● PROBLEM DETAILS
Your answer should consist of the lines in the following data that contain "warn".

Collected data
· · ·

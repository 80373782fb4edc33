//! Builders for every backend endpoint the forum state layer consumes.
//!
//! | operation      | request                                              |
//! |----------------|------------------------------------------------------|
//! | list           | `GET /api/forums`                                    |
//! | search         | `GET /api/forums/search?searchTerm=..`               |
//! | tag search     | `GET /api/forums/search/tags?tags=a&tags=b`          |
//! | my forums      | `GET /api/forums/my-forums`                          |
//! | featured       | `GET /api/forums/featured`                           |
//! | forum CRUD     | `GET/PUT/DELETE /api/forums/{id}`, `POST /api/forums` |
//! | comments       | `GET/POST /api/forums/{id}/comments`                 |
//! | comment edit   | `PUT/DELETE /api/forums/{id}/comments/{commentId}`   |
//! | like status    | `GET /api/forums/{id}/likes/check`                   |
//! | like toggle    | `POST /api/forums/{id}/likes/toggle`                 |

use crate::{
    ApiRequest, CommentId, CreateComment, CreateForum, Filter, ForumId, ListKind, ListQuery,
    Method, ProtocolError, UpdateComment, UpdateForum,
};

/// Root of the forum resource.
pub const FORUMS: &str = "/api/forums";

/// List one page of a list surface.
///
/// On the `All` surface the filter selects the search or tag-search endpoint;
/// the other surfaces pass the same parameters to their own endpoint.
pub fn list_forums(kind: ListKind, query: &ListQuery) -> ApiRequest {
    let path = match (kind, query.filter()) {
        (ListKind::All, Filter::None) => FORUMS.to_string(),
        (ListKind::All, Filter::Search(_)) => format!("{FORUMS}/search"),
        (ListKind::All, Filter::Tags(_)) => format!("{FORUMS}/search/tags"),
        (ListKind::Mine, _) => format!("{FORUMS}/my-forums"),
        (ListKind::Featured, _) => format!("{FORUMS}/featured"),
    };
    ApiRequest::get(path).with_query(query.query_pairs())
}

/// Fetch one forum post.
pub fn get_forum(forum_id: ForumId) -> ApiRequest {
    ApiRequest::get(forum_path(forum_id))
}

/// Create a forum post.
pub fn create_forum(body: &CreateForum) -> Result<ApiRequest, ProtocolError> {
    ApiRequest::new(Method::Post, FORUMS).with_json(body)
}

/// Replace a forum post's editable fields.
pub fn update_forum(forum_id: ForumId, body: &UpdateForum) -> Result<ApiRequest, ProtocolError> {
    ApiRequest::new(Method::Put, forum_path(forum_id)).with_json(body)
}

/// Delete a forum post.
pub fn delete_forum(forum_id: ForumId) -> ApiRequest {
    ApiRequest::delete(forum_path(forum_id))
}

/// Fetch one page of top-level comments, newest first.
pub fn list_comments(forum_id: ForumId, page: u32, size: u32) -> ApiRequest {
    ApiRequest::get(comments_path(forum_id)).with_query([
        ("page".to_string(), page.to_string()),
        ("size".to_string(), size.to_string()),
    ])
}

/// Create a comment or reply.
pub fn create_comment(
    forum_id: ForumId,
    body: &CreateComment,
) -> Result<ApiRequest, ProtocolError> {
    ApiRequest::new(Method::Post, comments_path(forum_id)).with_json(body)
}

/// Edit a comment's text.
pub fn update_comment(
    forum_id: ForumId,
    comment_id: CommentId,
    body: &UpdateComment,
) -> Result<ApiRequest, ProtocolError> {
    let path = format!("{}/{comment_id}", comments_path(forum_id));
    ApiRequest::new(Method::Put, path).with_json(body)
}

/// Delete a comment.
pub fn delete_comment(forum_id: ForumId, comment_id: CommentId) -> ApiRequest {
    ApiRequest::delete(format!("{}/{comment_id}", comments_path(forum_id)))
}

/// Ask whether the viewer likes a post.
pub fn check_like(forum_id: ForumId) -> ApiRequest {
    ApiRequest::get(format!("{}/likes/check", forum_path(forum_id)))
}

/// Toggle the viewer's like; the server decides the direction.
pub fn toggle_like(forum_id: ForumId) -> ApiRequest {
    ApiRequest::new(Method::Post, format!("{}/likes/toggle", forum_path(forum_id)))
}

fn forum_path(forum_id: ForumId) -> String {
    format!("{FORUMS}/{forum_id}")
}

fn comments_path(forum_id: ForumId) -> String {
    format!("{}/comments", forum_path(forum_id))
}
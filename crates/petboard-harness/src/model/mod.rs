//! Model-based testing support.
//!
//! [`Operation`]s describe user actions and network deliveries. A
//! [`SimWorld`] applies them to the real app running over the simulated
//! backend, and the invariant registries judge the result.

mod operation;
mod world;

pub use operation::{ModelList, ModelSort, ModelTerm, Operation, Slot};
pub use world::SimWorld;
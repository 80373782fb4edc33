//! Response envelopes and page normalization.
//!
//! The backend wraps single resources as `{ "message": .., "data": .. }` and
//! returns lists as Spring pages. Pages come in two shapes:
//!
//! - flat: `{ "content": [..], "totalElements": n, "totalPages": p, .. }`
//! - nested: `{ "content": [..], "page": { "totalElements": n, .. } }`
//!
//! Either shape may itself sit inside an envelope's `data`. Every list
//! consumer goes through [`normalize_page`], so the shape question is answered
//! in exactly one place.

use serde::{Deserialize, Serialize, de::DeserializeOwned};
use serde_json::Value;

use crate::ProtocolError;

/// `{ message, data }` wrapper around a single resource.
#[derive(Debug, Clone, PartialEq, Eq, Serialize, Deserialize)]
pub struct Envelope<T> {
    /// Human-readable status message.
    #[serde(default)]
    pub message: String,
    /// Payload.
    pub data: T,
}

impl<T: DeserializeOwned> Envelope<T> {
    /// Decode a response body.
    ///
    /// Bodies without a `data` field are treated as a bare payload with an
    /// empty message.
    pub fn from_body(body: Value) -> Result<Self, ProtocolError> {
        match body {
            Value::Object(mut map) if map.contains_key("data") => {
                let message = match map.remove("message") {
                    Some(Value::String(message)) => message,
                    _ => String::new(),
                };
                let data = map.remove("data").unwrap_or(Value::Null);
                let data = serde_json::from_value(data)
                    .map_err(|e| ProtocolError::decode("envelope data", &e))?;
                Ok(Self { message, data })
            },
            other => {
                let data =
                    serde_json::from_value(other).map_err(|e| ProtocolError::decode("body", &e))?;
                Ok(Self { message: String::new(), data })
            },
        }
    }
}

/// Extract the user-facing message from an error response body.
///
/// Looks at `message`, then `error`, then a bare string body.
pub fn error_message(body: &Value) -> Option<String> {
    let text = match body {
        Value::String(s) => Some(s.as_str()),
        Value::Object(map) => map
            .get("message")
            .and_then(Value::as_str)
            .or_else(|| map.get("error").and_then(Value::as_str)),
        _ => None,
    }?;
    let text = text.trim();
    (!text.is_empty()).then(|| text.to_string())
}

/// One page of a paginated listing, after normalization.
#[derive(Debug, Clone, PartialEq, Eq)]
pub struct Page<T> {
    /// Items on this page.
    pub content: Vec<T>,
    /// 0-based page number the server returned.
    pub number: u32,
    /// Page size the server used. `0` if not reported.
    pub size: u32,
    /// Total number of matching items. `0` if not reported.
    pub total_elements: u64,
    /// Total number of pages as reported by the server. `0` if not reported.
    pub total_pages: u32,
}

impl<T> Page<T> {
    /// Page count a view of `size` items per page should display.
    ///
    /// See [`total_pages_for`].
    pub fn total_pages_for(&self, size: u32) -> u32 {
        total_pages_for(self.total_elements, size, self.total_pages)
    }
}

/// Derive the displayed page count.
///
/// A result that fits in one page reports exactly one page, and the count is
/// never below one. Otherwise the server's count is used, or computed from
/// `total_elements` when the server did not report one.
pub fn total_pages_for(total_elements: u64, size: u32, server_total_pages: u32) -> u32 {
    let size = u64::from(size.max(1));
    if total_elements <= size {
        return 1;
    }
    if server_total_pages > 0 {
        return server_total_pages;
    }
    total_elements.div_ceil(size).min(u64::from(u32::MAX)) as u32
}

/// Normalize any supported page shape into a [`Page`].
///
/// Missing or malformed totals degrade to zero rather than failing. Only a
/// `content` array whose items cannot be decoded is an error.
pub fn normalize_page<T: DeserializeOwned>(body: Value) -> Result<Page<T>, ProtocolError> {
    let body = unwrap_data(body);

    let (content, meta) = match body {
        Value::Array(items) => (Value::Array(items), Value::Null),
        Value::Object(mut map) => {
            let content = map.remove("content").unwrap_or(Value::Array(Vec::new()));
            (content, Value::Object(map))
        },
        _ => (Value::Array(Vec::new()), Value::Null),
    };

    let content: Vec<T> = match content {
        Value::Null => Vec::new(),
        content => {
            serde_json::from_value(content).map_err(|e| ProtocolError::decode("page content", &e))?
        },
    };

    let nested = meta.get("page").filter(|p| p.is_object());
    let field = |name: &str| -> Option<u64> {
        nested.and_then(|p| p.get(name)).or_else(|| meta.get(name)).and_then(Value::as_u64)
    };

    let total_elements = field("totalElements").unwrap_or(content.len() as u64);
    let total_pages = field("totalPages").map_or(0, clamp_u32);
    let number = field("number").map_or(0, clamp_u32);
    let size = field("size").map_or(0, clamp_u32);

    Ok(Page { content, number, size, total_elements, total_pages })
}

/// Peel `{ data: <page> }` wrappers.
fn unwrap_data(body: Value) -> Value {
    match body {
        Value::Object(mut map) if !map.contains_key("content") && map.contains_key("data") => {
            let data = map.remove("data").unwrap_or(Value::Null);
            if data.is_object() || data.is_array() { unwrap_data(data) } else { Value::Null }
        },
        other => other,
    }
}

fn clamp_u32(value: u64) -> u32 {
    value.min(u64::from(u32::MAX)) as u32
}
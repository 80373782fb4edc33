//! Canonical entity store.
//!
//! The same post can sit in several list pages and the detail view at once.
//! The cache holds the one record those copies are reconciled against. It is
//! written only by completion handlers, never by view code.
//!
//! # Revisions
//!
//! Every local write (count change, edit, deletion) bumps the cache
//! [`Revision`] and stamps the post it touched. Reads remember the revision
//! they were issued at, and [`EntityCache::merge_fetched`] refuses to let a
//! read overwrite a post that was written after the read left.
//!
//! Reads are registered with [`EntityCache::begin_read`] and retired with
//! [`EntityCache::end_read`]. Write and deletion stamps are kept only while
//! some read in flight is older than them, so the bookkeeping stays
//! proportional to the reads outstanding rather than to the session.

use std::collections::{BTreeMap, HashMap};

use petboard_proto::{Comment, CommentId, ForumId, ForumPost};

use crate::{CountChange, ForumDelta};

/// Monotonic counter of local writes.
pub type Revision = u64;

/// Forum posts and comments keyed by ID.
#[derive(Debug, Clone, Default)]
pub struct EntityCache {
    posts: HashMap<ForumId, ForumPost>,
    comments: HashMap<CommentId, Comment>,
    revision: Revision,
    /// Revision of the last local write per post.
    written: HashMap<ForumId, Revision>,
    /// Posts deleted through this cache, with the deletion's revision.
    deleted: HashMap<ForumId, Revision>,
    /// Reads in flight, counted by the revision they were issued at.
    reads: BTreeMap<Revision, usize>,
}

impl EntityCache {
    /// Create an empty cache.
    pub fn new() -> Self {
        Self::default()
    }

    /// Insert or replace a post with server data.
    pub fn upsert(&mut self, post: ForumPost) {
        self.deleted.remove(&post.forum_id);
        self.posts.insert(post.forum_id, post);
    }

    /// Insert or replace several posts.
    pub fn upsert_many(&mut self, posts: impl IntoIterator<Item = ForumPost>) {
        for post in posts {
            self.upsert(post);
        }
    }

    /// Merge a post returned by a read issued at revision `since`.
    ///
    /// Returns the record views should display: the fetched post, or the
    /// cached one if a local write landed after the read was issued. Returns
    /// `None` for posts deleted through this cache.
    pub fn merge_fetched(&mut self, post: ForumPost, since: Revision) -> Option<ForumPost> {
        let forum_id = post.forum_id;
        if self.deleted.contains_key(&forum_id) {
            tracing::debug!(forum_id, "ignoring fetched copy of deleted post");
            return None;
        }
        let written_after = self.written.get(&forum_id).is_some_and(|rev| *rev > since);
        if written_after && let Some(cached) = self.posts.get(&forum_id) {
            tracing::debug!(forum_id, since, "keeping newer local write over fetched post");
            return Some(cached.clone());
        }
        self.posts.insert(forum_id, post.clone());
        Some(post)
    }

    /// Replace a post with the server's record of a local edit.
    pub fn record_edit(&mut self, post: ForumPost) {
        self.touch(post.forum_id);
        self.upsert(post);
    }

    /// Remove a deleted post and every cached comment that belongs to it.
    pub fn remove(&mut self, forum_id: ForumId) -> Option<ForumPost> {
        self.touch(forum_id);
        self.deleted.insert(forum_id, self.revision);
        self.comments.retain(|_, c| c.forum_id != forum_id);
        self.posts.remove(&forum_id)
    }

    /// Cached post by ID.
    pub fn get(&self, forum_id: ForumId) -> Option<&ForumPost> {
        self.posts.get(&forum_id)
    }

    /// Whether a post is cached.
    pub fn contains(&self, forum_id: ForumId) -> bool {
        self.posts.contains_key(&forum_id)
    }

    /// Whether a post was deleted through this cache.
    pub fn is_deleted(&self, forum_id: ForumId) -> bool {
        self.deleted.contains_key(&forum_id)
    }

    /// Apply a relative counter change.
    ///
    /// Returns the absolute counts to broadcast, or `None` if the post is not
    /// cached.
    pub fn apply_change(&mut self, forum_id: ForumId, change: CountChange) -> Option<ForumDelta> {
        self.touch(forum_id);
        let post = self.posts.get_mut(&forum_id)?;
        change.apply(post);
        Some(ForumDelta::counts_of(post))
    }

    /// Insert or replace a comment.
    ///
    /// Replies are indexed individually and linked to their parent through
    /// `parent_id`, so a reply created later still counts towards the thread.
    pub fn upsert_comment(&mut self, mut comment: Comment) {
        for reply in std::mem::take(&mut comment.replies) {
            self.upsert_comment(reply);
        }
        self.comments.insert(comment.comment_id, comment);
    }

    /// Insert or replace several comments.
    pub fn upsert_comments(&mut self, comments: impl IntoIterator<Item = Comment>) {
        for comment in comments {
            self.upsert_comment(comment);
        }
    }

    /// Remove a comment and every cached reply under it. Returns how many
    /// comments were removed.
    pub fn remove_thread(&mut self, comment_id: CommentId) -> u64 {
        let ids = self.thread_ids(comment_id);
        for id in &ids {
            self.comments.remove(id);
        }
        ids.len() as u64
    }

    /// Size of the cached thread rooted at `comment_id`. `None` if the
    /// comment is not cached.
    pub fn thread_len(&self, comment_id: CommentId) -> Option<u64> {
        self.comments
            .contains_key(&comment_id)
            .then(|| self.thread_ids(comment_id).len() as u64)
    }

    /// Drop every cached comment that does not belong to `forum_id`.
    pub fn retain_comments_of(&mut self, forum_id: ForumId) {
        self.comments.retain(|_, c| c.forum_id == forum_id);
    }

    /// Number of cached comments.
    pub fn comment_count(&self) -> usize {
        self.comments.len()
    }

    /// Cached comment by ID.
    pub fn comment(&self, comment_id: CommentId) -> Option<&Comment> {
        self.comments.get(&comment_id)
    }

    /// Whether `comment_id` is a cached comment of `forum_id`.
    pub fn has_comment_on(&self, forum_id: ForumId, comment_id: CommentId) -> bool {
        self.comments.get(&comment_id).is_some_and(|c| c.forum_id == forum_id)
    }

    /// All cached posts, in no particular order.
    pub fn posts(&self) -> impl Iterator<Item = &ForumPost> {
        self.posts.values()
    }

    /// Number of cached posts.
    pub fn len(&self) -> usize {
        self.posts.len()
    }

    /// Whether no posts are cached.
    pub fn is_empty(&self) -> bool {
        self.posts.is_empty()
    }

    /// Current revision. Stamp reads with it when they are issued.
    pub fn revision(&self) -> Revision {
        self.revision
    }

    /// Register a read issued now and return the revision to stamp it with.
    pub fn begin_read(&mut self) -> Revision {
        *self.reads.entry(self.revision).or_default() += 1;
        self.revision
    }

    /// Retire a read issued at `since`, after its result has been merged.
    ///
    /// Forgets write and deletion stamps that no read still in flight can
    /// predate.
    pub fn end_read(&mut self, since: Revision) {
        if let Some(count) = self.reads.get_mut(&since) {
            *count -= 1;
            if *count == 0 {
                self.reads.remove(&since);
            }
        }
        let floor = self.reads.keys().next().copied().unwrap_or(self.revision);
        self.written.retain(|_, rev| *rev > floor);
        self.deleted.retain(|_, rev| *rev > floor);
    }

    /// Number of posts with a write or deletion stamp still tracked.
    pub fn tracked_writes(&self) -> usize {
        self.written.len()
    }

    fn thread_ids(&self, root: CommentId) -> Vec<CommentId> {
        if !self.comments.contains_key(&root) {
            return Vec::new();
        }
        let mut ids = vec![root];
        let mut next = 0;
        while let Some(&parent) = ids.get(next) {
            ids.extend(
                self.comments
                    .values()
                    .filter(|c| c.parent_id == Some(parent))
                    .map(|c| c.comment_id),
            );
            next += 1;
        }
        ids
    }

    fn touch(&mut self, forum_id: ForumId) {
        self.revision += 1;
        self.written.insert(forum_id, self.revision);
    }
}

#[cfg(test)]
mod tests {
    use std::collections::BTreeSet;

    use super::*;

    fn post(forum_id: ForumId, likes_count: u64, comments_count: u64) -> ForumPost {
        ForumPost {
            forum_id,
            title: format!("post {forum_id}"),
            content: String::new(),
            tags: Vec::new(),
            author_first_name: String::new(),
            author_last_name: String::new(),
            author_email: String::new(),
            author_user_id: 1,
            created_at: None,
            updated_at: None,
            likes_count,
            comments_count,
        }
    }

    fn comment(comment_id: CommentId, forum_id: ForumId) -> Comment {
        Comment {
            comment_id,
            forum_id,
            author_user_id: 1,
            text: String::new(),
            created_at: None,
            parent_id: None,
            replies: Vec::new(),
            liked_by: BTreeSet::new(),
        }
    }

    #[test]
    fn counter_changes_saturate() {
        let mut cache = EntityCache::new();
        cache.upsert(post(1, 0, 1));

        assert_eq!(
            cache.apply_change(1, CountChange::Unliked),
            Some(ForumDelta::Counts { likes_count: 0, comments_count: 1 })
        );
        cache.apply_change(1, CountChange::CommentsRemoved(1));
        let delta = cache.apply_change(1, CountChange::CommentsRemoved(1));
        assert_eq!(delta, Some(ForumDelta::Counts { likes_count: 0, comments_count: 0 }));
    }

    #[test]
    fn change_on_unknown_post_is_none() {
        let mut cache = EntityCache::new();
        assert_eq!(cache.apply_change(9, CountChange::Liked), None);
    }

    #[test]
    fn removing_a_post_drops_its_comments() {
        let mut cache = EntityCache::new();
        cache.upsert_many([post(1, 0, 0), post(2, 0, 0)]);
        cache.upsert_comments([comment(10, 1), comment(11, 2)]);

        assert!(cache.remove(1).is_some());
        assert!(!cache.contains(1));
        assert!(cache.comment(10).is_none());
        assert!(cache.has_comment_on(2, 11));
        assert_eq!(cache.len(), 1);
    }

    #[test]
    fn replies_are_indexed() {
        let mut cache = EntityCache::new();
        let mut parent = comment(10, 1);
        let mut reply = comment(11, 1);
        reply.parent_id = Some(10);
        parent.replies.push(reply);
        cache.upsert_comment(parent);

        assert!(cache.has_comment_on(1, 11));
        assert!(!cache.has_comment_on(2, 11));
        assert!(cache.comment(10).unwrap().replies.is_empty());
    }

    #[test]
    fn threads_follow_parent_links() {
        let mut cache = EntityCache::new();
        let mut parent = comment(10, 1);
        let mut reply = comment(11, 1);
        reply.parent_id = Some(10);
        parent.replies.push(reply);
        cache.upsert_comment(parent);

        // A reply-to-reply created after the page was fetched.
        let mut late = comment(12, 1);
        late.parent_id = Some(11);
        cache.upsert_comment(late);
        cache.upsert_comment(comment(13, 1));

        assert_eq!(cache.thread_len(10), Some(3));
        assert_eq!(cache.thread_len(11), Some(2));
        assert_eq!(cache.thread_len(99), None);

        assert_eq!(cache.remove_thread(10), 3);
        assert!(cache.comment(12).is_none());
        assert!(cache.comment(13).is_some());
        assert_eq!(cache.remove_thread(10), 0);
    }

    #[test]
    fn reads_older_than_a_write_keep_the_write() {
        let mut cache = EntityCache::new();
        cache.upsert(post(1, 3, 0));
        let issued = cache.revision();

        cache.apply_change(1, CountChange::Liked);
        let merged = cache.merge_fetched(post(1, 3, 0), issued).unwrap();

        assert_eq!(merged.likes_count, 4);
        assert_eq!(cache.get(1).unwrap().likes_count, 4);
    }

    #[test]
    fn reads_issued_after_a_write_replace_it() {
        let mut cache = EntityCache::new();
        cache.upsert(post(1, 3, 0));
        cache.apply_change(1, CountChange::Liked);
        let issued = cache.revision();

        let merged = cache.merge_fetched(post(1, 7, 2), issued).unwrap();

        assert_eq!(merged.likes_count, 7);
        assert_eq!(cache.get(1).unwrap().comments_count, 2);
    }

    #[test]
    fn deleted_posts_are_not_resurrected() {
        let mut cache = EntityCache::new();
        cache.upsert(post(1, 0, 0));
        let issued = cache.revision();
        cache.remove(1);

        assert!(cache.merge_fetched(post(1, 0, 0), issued).is_none());
        assert!(cache.is_deleted(1));
        assert!(!cache.contains(1));
    }

    #[test]
    fn stamps_live_only_while_an_older_read_is_in_flight() {
        let mut cache = EntityCache::new();
        cache.upsert(post(1, 3, 0));
        cache.upsert(post(2, 0, 0));
        let first = cache.begin_read();
        cache.apply_change(1, CountChange::Liked);
        let second = cache.begin_read();
        cache.remove(2);

        // The second read predates the deletion but not the like.
        cache.end_read(first);
        assert_eq!(cache.tracked_writes(), 1);
        assert!(cache.is_deleted(2));
        assert_eq!(cache.merge_fetched(post(1, 9, 0), second).unwrap().likes_count, 9);
        assert!(cache.merge_fetched(post(2, 0, 0), second).is_none());

        cache.end_read(second);
        assert_eq!(cache.tracked_writes(), 0);
        assert!(!cache.is_deleted(2));
    }

    #[test]
    fn write_during_a_read_survives_until_the_read_retires() {
        let mut cache = EntityCache::new();
        cache.upsert(post(1, 3, 0));
        let issued = cache.begin_read();
        cache.apply_change(1, CountChange::Liked);

        // Retiring an unknown read prunes nothing the pending read needs.
        cache.end_read(issued + 10);
        assert_eq!(cache.merge_fetched(post(1, 3, 0), issued).unwrap().likes_count, 4);
        cache.end_read(issued);
        assert_eq!(cache.tracked_writes(), 0);
    }

    #[test]
    fn comments_of_other_posts_can_be_dropped() {
        let mut cache = EntityCache::new();
        cache.upsert_comments([comment(10, 1), comment(11, 1), comment(20, 2)]);

        cache.retain_comments_of(1);

        assert_eq!(cache.comment_count(), 2);
        assert!(cache.has_comment_on(1, 10));
        assert!(cache.comment(20).is_none());
    }
}
//! Typed forum API.

use petboard_core::ForumError;
use petboard_proto::{
    ApiRequest, Comment, CommentId, CreateComment, CreateForum, Envelope, ForumId, ForumPost,
    LikeOutcome, ListKind, ListQuery, Page, UpdateComment, UpdateForum, endpoints, error_message,
    like_status, normalize_page,
};
use serde_json::Value;

use crate::{ApiResponse, Transport, TransportError};

/// Typed access to every forum endpoint.
///
/// Cloning is cheap: clones share the transport.
#[derive(Debug, Clone)]
pub struct ForumApi<T> {
    transport: T,
}

impl<T: Transport> ForumApi<T> {
    /// API over `transport`.
    pub fn new(transport: T) -> Self {
        Self { transport }
    }

    /// Underlying transport.
    pub fn transport(&self) -> &T {
        &self.transport
    }

    /// One page of a list surface.
    pub async fn list_forums(
        &self,
        kind: ListKind,
        query: &ListQuery,
    ) -> Result<Page<ForumPost>, ForumError> {
        let body = self.execute(endpoints::list_forums(kind, query)).await?;
        Ok(normalize_page(body)?)
    }

    /// One forum post.
    pub async fn get_forum(&self, forum_id: ForumId) -> Result<ForumPost, ForumError> {
        let body = self.execute(endpoints::get_forum(forum_id)).await?;
        Ok(Envelope::from_body(body)?.data)
    }

    /// Create a forum post. Returns the server's record.
    pub async fn create_forum(&self, body: &CreateForum) -> Result<ForumPost, ForumError> {
        let body = self.execute(endpoints::create_forum(body)?).await?;
        Ok(Envelope::from_body(body)?.data)
    }

    /// Replace a forum post's editable fields. Returns the server's record.
    pub async fn update_forum(
        &self,
        forum_id: ForumId,
        body: &UpdateForum,
    ) -> Result<ForumPost, ForumError> {
        let body = self.execute(endpoints::update_forum(forum_id, body)?).await?;
        Ok(Envelope::from_body(body)?.data)
    }

    /// Delete a forum post.
    pub async fn delete_forum(&self, forum_id: ForumId) -> Result<(), ForumError> {
        self.execute(endpoints::delete_forum(forum_id)).await?;
        Ok(())
    }

    /// One page of top-level comments.
    pub async fn list_comments(
        &self,
        forum_id: ForumId,
        page: u32,
        size: u32,
    ) -> Result<Page<Comment>, ForumError> {
        let body = self.execute(endpoints::list_comments(forum_id, page, size)).await?;
        Ok(normalize_page(body)?)
    }

    /// Create a comment or reply. Returns the server's record.
    pub async fn create_comment(
        &self,
        forum_id: ForumId,
        body: &CreateComment,
    ) -> Result<Comment, ForumError> {
        let body = self.execute(endpoints::create_comment(forum_id, body)?).await?;
        Ok(Envelope::from_body(body)?.data)
    }

    /// Edit a comment. Returns the server's record.
    pub async fn update_comment(
        &self,
        forum_id: ForumId,
        comment_id: CommentId,
        body: &UpdateComment,
    ) -> Result<Comment, ForumError> {
        let request = endpoints::update_comment(forum_id, comment_id, body)?;
        let body = self.execute(request).await?;
        Ok(Envelope::from_body(body)?.data)
    }

    /// Delete a comment.
    pub async fn delete_comment(
        &self,
        forum_id: ForumId,
        comment_id: CommentId,
    ) -> Result<(), ForumError> {
        self.execute(endpoints::delete_comment(forum_id, comment_id)).await?;
        Ok(())
    }

    /// Whether the viewer likes `forum_id`.
    pub async fn check_like(&self, forum_id: ForumId) -> Result<bool, ForumError> {
        let body = self.execute(endpoints::check_like(forum_id)).await?;
        let envelope = Envelope::<Value>::from_body(body)?;
        Ok(like_status(&envelope.data)?)
    }

    /// Toggle the viewer's like on `forum_id`.
    pub async fn toggle_like(&self, forum_id: ForumId) -> Result<LikeOutcome, ForumError> {
        let body = self.execute(endpoints::toggle_like(forum_id)).await?;
        let envelope = Envelope::<Value>::from_body(body)?;
        Ok(LikeOutcome::from_response(&envelope.message, &envelope.data)?)
    }

    /// Send `request` and return the body of a successful response.
    async fn execute(&self, request: ApiRequest) -> Result<Value, ForumError> {
        let label = request.to_string();
        tracing::debug!(request = %label, "sending");

        let response = self.transport.send(request).await.map_err(|e| {
            tracing::warn!(request = %label, error = %e, "transport failure");
            transport_error(&e)
        })?;

        check_status(response).inspect_err(|e| {
            tracing::warn!(request = %label, error = %e, "request rejected");
        })
    }
}

fn transport_error(err: &TransportError) -> ForumError {
    ForumError::Transport(err.to_string())
}

fn check_status(response: ApiResponse) -> Result<Value, ForumError> {
    if response.is_success() {
        return Ok(response.body);
    }
    let message = error_message(&response.body).unwrap_or_default();
    Err(ForumError::Server { status: response.status, message })
}

#[cfg(test)]
mod tests {
    use proptest::prelude::*;
    use serde_json::json;

    use super::*;

    #[test]
    fn error_envelope_message_is_surfaced() {
        let response = ApiResponse::new(400, json!({ "message": "Title is required" }));
        let err = check_status(response).unwrap_err();
        assert_eq!(err, ForumError::Server { status: 400, message: "Title is required".into() });
        assert_eq!(err.user_message(), "Title is required");
    }

    #[test]
    fn empty_error_body_falls_back_to_status() {
        let err = check_status(ApiResponse::new(502, Value::Null)).unwrap_err();
        assert_eq!(err.user_message(), "Request failed (status 502).");
        assert!(err.is_transient());
    }

    #[test]
    fn transport_errors_are_transient() {
        let err = transport_error(&TransportError::Timeout);
        assert!(err.is_transient());
        assert!(matches!(err, ForumError::Transport(_)));
    }

    proptest! {
        #[test]
        fn prop_status_decides_success(status in 100u16..600, message in "[A-Za-z]{1,20}") {
            let body = json!({ "message": message, "data": null });
            let result = check_status(ApiResponse::new(status, body.clone()));

            if (200..300).contains(&status) {
                prop_assert_eq!(result, Ok(body));
            } else {
                let expected = ForumError::Server { status, message: message.clone() };
                prop_assert_eq!(result.as_ref(), Err(&expected));
                prop_assert_eq!(expected.user_message(), message);
            }
        }
    }
}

· · ·

● ANSWER TO THIS EXERCISE
            tracing::warn!(request = %label, error = %e, "transport failure");
            tracing::warn!(request = %label, error = %e, "request rejected");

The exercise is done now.